Jika upaya GERB menemui jalan buntu, mandat akan diberikan kepada dua partai lain secara bergiliran. Apabila seluruh proses pembentukan pemerintahan baru ini gagal, presiden akan menunjuk sebuah pemerintahan sementara dan memanggil pemilihan umum dini. Skenario ini sangat berpotensi menyeret Bulgaria kembali ke dalam siklus pemilihan umum yang berulang, seperti yang telah terjadi sebelumnya.

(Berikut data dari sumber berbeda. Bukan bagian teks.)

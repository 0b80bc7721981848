use std::str::FromStr;

use crate::error::ViewError;

use super::{Point, Rect};

/// Position along one axis of a rectangle.
///
/// `Start` is left or top, `End` is right or bottom. `Percent` is a share of
/// the extent clamped to `[0, 100]`, `Offset` a literal distance from the
/// rectangle's origin on that axis.
#[derive(Clone, Copy, Debug, Default, PartialEq)]
pub enum Anchor {
    Start,
    #[default]
    Center,
    End,
    Percent(f32),
    Offset(f32),
}

impl Anchor {
    pub fn resolve(self, origin: f32, extent: f32) -> f32 {
        match self {
            Self::Start => origin,
            Self::Center => origin + extent * 0.5,
            Self::End => origin + extent,
            Self::Percent(percent) => origin + extent * percent.clamp(0.0, 100.0) / 100.0,
            Self::Offset(offset) => origin + offset,
        }
    }

    pub fn is_finite(self) -> bool {
        match self {
            Self::Percent(value) | Self::Offset(value) => value.is_finite(),
            _ => true,
        }
    }
}

impl FromStr for Anchor {
    type Err = ViewError;

    /// Bare numbers are percentages (`"30"`), a `px` suffix makes a literal
    /// offset (`"30px"`).
    fn from_str(raw: &str) -> Result<Self, Self::Err> {
        let trimmed = raw.trim().to_ascii_lowercase();
        let parse = |text: &str| text.parse::<f32>().ok().filter(|v| v.is_finite());
        let anchor = match trimmed.as_str() {
            "left" | "top" => Some(Self::Start),
            "center" => Some(Self::Center),
            "right" | "bottom" => Some(Self::End),
            other => match other.strip_suffix("px") {
                Some(px) => parse(px.trim()).map(Self::Offset),
                None => parse(other).map(|p| Self::Percent(p.clamp(0.0, 100.0))),
            },
        };
        anchor.ok_or_else(|| ViewError::InvalidAnchor(raw.to_string()))
    }
}

/// Horizontal and vertical anchor pair.
#[derive(Clone, Copy, Debug, Default, PartialEq)]
pub struct AnchorPoint {
    pub x: Anchor,
    pub y: Anchor,
}

impl AnchorPoint {
    pub const fn new(x: Anchor, y: Anchor) -> Self {
        Self { x, y }
    }

    /// Resolves against `bounds` in the same coordinate space as `bounds`.
    pub fn resolve(self, bounds: &Rect) -> Point {
        Point::new(
            self.x.resolve(bounds.x, bounds.width),
            self.y.resolve(bounds.y, bounds.height),
        )
    }

    pub fn is_finite(self) -> bool {
        self.x.is_finite() && self.y.is_finite()
    }
}

/// Per-axis scale factor.
#[derive(Clone, Copy, Debug, PartialEq)]
pub struct Scale {
    pub x: f32,
    pub y: f32,
}

impl Default for Scale {
    fn default() -> Self {
        Self::IDENTITY
    }
}

impl Scale {
    pub const IDENTITY: Self = Self { x: 1.0, y: 1.0 };

    pub const fn new(x: f32, y: f32) -> Self {
        Self { x, y }
    }

    pub fn is_valid(self) -> bool {
        self.x.is_finite() && self.y.is_finite() && self.x > 0.0 && self.y > 0.0
    }

    pub fn relative_to(self, base: Scale) -> Scale {
        Scale::new(self.x / base.x, self.y / base.y)
    }
}

/// Frame produced by scaling `bounds` so that `anchor` stays fixed.
///
/// `origin' = anchor - (anchor - origin) * factor`, equivalently the origin
/// shifts by `-(anchor - origin) * (factor - 1)`.
pub fn adjust_frame_about_anchor(bounds: &Rect, anchor: Point, factor: Scale) -> Rect {
    bounds.scaled_about(anchor, factor.x, factor.y)
}

#[cfg(test)]
mod tests {
    use super::*;

    fn assert_close(a: Point, b: Point) {
        assert!((a.x - b.x).abs() < 1e-3 && (a.y - b.y).abs() < 1e-3, "{a:?} != {b:?}");
    }

    #[test]
    fn parses_symbolic_and_literal_anchors() {
        assert_eq!("left".parse::<Anchor>().unwrap(), Anchor::Start);
        assert_eq!("bottom".parse::<Anchor>().unwrap(), Anchor::End);
        assert_eq!("center".parse::<Anchor>().unwrap(), Anchor::Center);
        assert_eq!("30".parse::<Anchor>().unwrap(), Anchor::Percent(30.0));
        assert_eq!("250".parse::<Anchor>().unwrap(), Anchor::Percent(100.0));
        assert_eq!("30px".parse::<Anchor>().unwrap(), Anchor::Offset(30.0));
        assert_eq!(" Right ".parse::<Anchor>().unwrap(), Anchor::End);
        assert!("middle".parse::<Anchor>().is_err());
        assert!("NaN".parse::<Anchor>().is_err());
    }

    #[test]
    fn adjusted_frame_keeps_every_anchor_fixed() {
        let bounds = Rect::new(40.0, 60.0, 300.0, 200.0);
        let anchors = [
            Anchor::Start,
            Anchor::Center,
            Anchor::End,
            Anchor::Percent(30.0),
            Anchor::Offset(30.0),
        ];
        for ax in anchors {
            for ay in anchors {
                let anchor = AnchorPoint::new(ax, ay);
                let fixed = anchor.resolve(&bounds);
                for factor in [Scale::new(0.5, 0.5), Scale::new(2.0, 1.25), Scale::new(0.1, 3.0)] {
                    let next = adjust_frame_about_anchor(&bounds, fixed, factor);
                    // Literal offsets scale along with the view content.
                    let relocated = match (ax, ay) {
                        (Anchor::Offset(ox), Anchor::Offset(oy)) => {
                            Point::new(next.x + ox * factor.x, next.y + oy * factor.y)
                        }
                        (Anchor::Offset(ox), _) => {
                            Point::new(next.x + ox * factor.x, anchor.resolve(&next).y)
                        }
                        (_, Anchor::Offset(oy)) => {
                            Point::new(anchor.resolve(&next).x, next.y + oy * factor.y)
                        }
                        _ => anchor.resolve(&next),
                    };
                    assert_close(relocated, fixed);
                }
            }
        }
    }

    #[test]
    fn scale_validity_rejects_non_positive_and_non_finite() {
        assert!(Scale::new(0.5, 2.0).is_valid());
        assert!(!Scale::new(0.0, 1.0).is_valid());
        assert!(!Scale::new(f32::NAN, 1.0).is_valid());
        assert!(!Scale::new(1.0, f32::INFINITY).is_valid());
    }
}
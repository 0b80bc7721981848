use once_cell::sync::Lazy;

use crate::error::{ViewError, ViewResult};

mod hex_color;

pub use hex_color::*;

/// 8-bit sRGB color with straight alpha.
#[derive(Debug, Clone, Copy, PartialEq, Eq)]
pub struct Color {
    r: u8,
    g: u8,
    b: u8,
    a: u8,
}

impl Color {
    pub const fn rgb(r: u8, g: u8, b: u8) -> Self {
        Self { r, g, b, a: 255 }
    }

    pub const fn rgba(r: u8, g: u8, b: u8, a: u8) -> Self {
        Self { r, g, b, a }
    }

    pub const fn to_rgba_u8(self) -> [u8; 4] {
        [self.r, self.g, self.b, self.a]
    }

    pub const fn transparent() -> Self {
        Self::rgba(0, 0, 0, 0)
    }

    /// Parses `#rgb`, `#rgba`, `#rrggbb` or `#rrggbbaa`.
    pub fn parse_hex(raw: &str) -> ViewResult<Self> {
        HexColor::new(raw)
            .to_color()
            .ok_or_else(|| ViewError::InvalidColor(raw.to_string()))
    }

    pub fn to_linear_rgba_f32(self) -> [f32; 4] {
        [
            srgb_to_linear(self.r),
            srgb_to_linear(self.g),
            srgb_to_linear(self.b),
            self.a as f32 / 255.0,
        ]
    }

    /// Linear, premultiplied color after applying a layer opacity.
    pub fn premultiplied_linear(self, opacity: f32) -> [f32; 4] {
        let [r, g, b, a] = self.to_linear_rgba_f32();
        let alpha = a * opacity.clamp(0.0, 1.0);
        [r * alpha, g * alpha, b * alpha, alpha]
    }
}

impl std::str::FromStr for Color {
    type Err = ViewError;

    fn from_str(raw: &str) -> Result<Self, Self::Err> {
        Self::parse_hex(raw)
    }
}

static SRGB8_TO_LINEAR: Lazy<[f32; 256]> = Lazy::new(|| {
    let mut t = [0.0f32; 256];
    for (i, slot) in t.iter_mut().enumerate() {
        *slot = srgb_to_linear_f32(i as f32 / 255.0);
    }
    t
});

pub fn srgb_to_linear(c: u8) -> f32 {
    SRGB8_TO_LINEAR[c as usize]
}

pub fn srgb_to_linear_f32(c: f32) -> f32 {
    if c <= 0.04045 {
        c / 12.92
    } else {
        ((c + 0.055) / 1.055).powf(2.4)
    }
}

Di tengah ketidakpastian politik ini, publik Bulgaria menyuarakan kekhawatiran yang mendalam mengenai transisi ke mata uang euro. Kekhawatiran ini terutama terkait dengan kemungkinan transisi tersebut terjadi tanpa adanya pemerintahan yang stabil dan anggaran yang solid. Hal ini diungkapkan oleh Mario Bikarsi, Analis Senior Eropa di konsultan risiko Verisk Maplecroft.
“Negara memiliki peran penting untuk memastikan tidak ada guncangan besar terhadap sistem. Dengan ketiadaan anggaran dan pemerintahan, risiko terhadap sistem meningkat cukup signifikan,” ujar Bikarsi, menyoroti betapa gentingnya situasi yang dihadapi Bulgaria saat ini.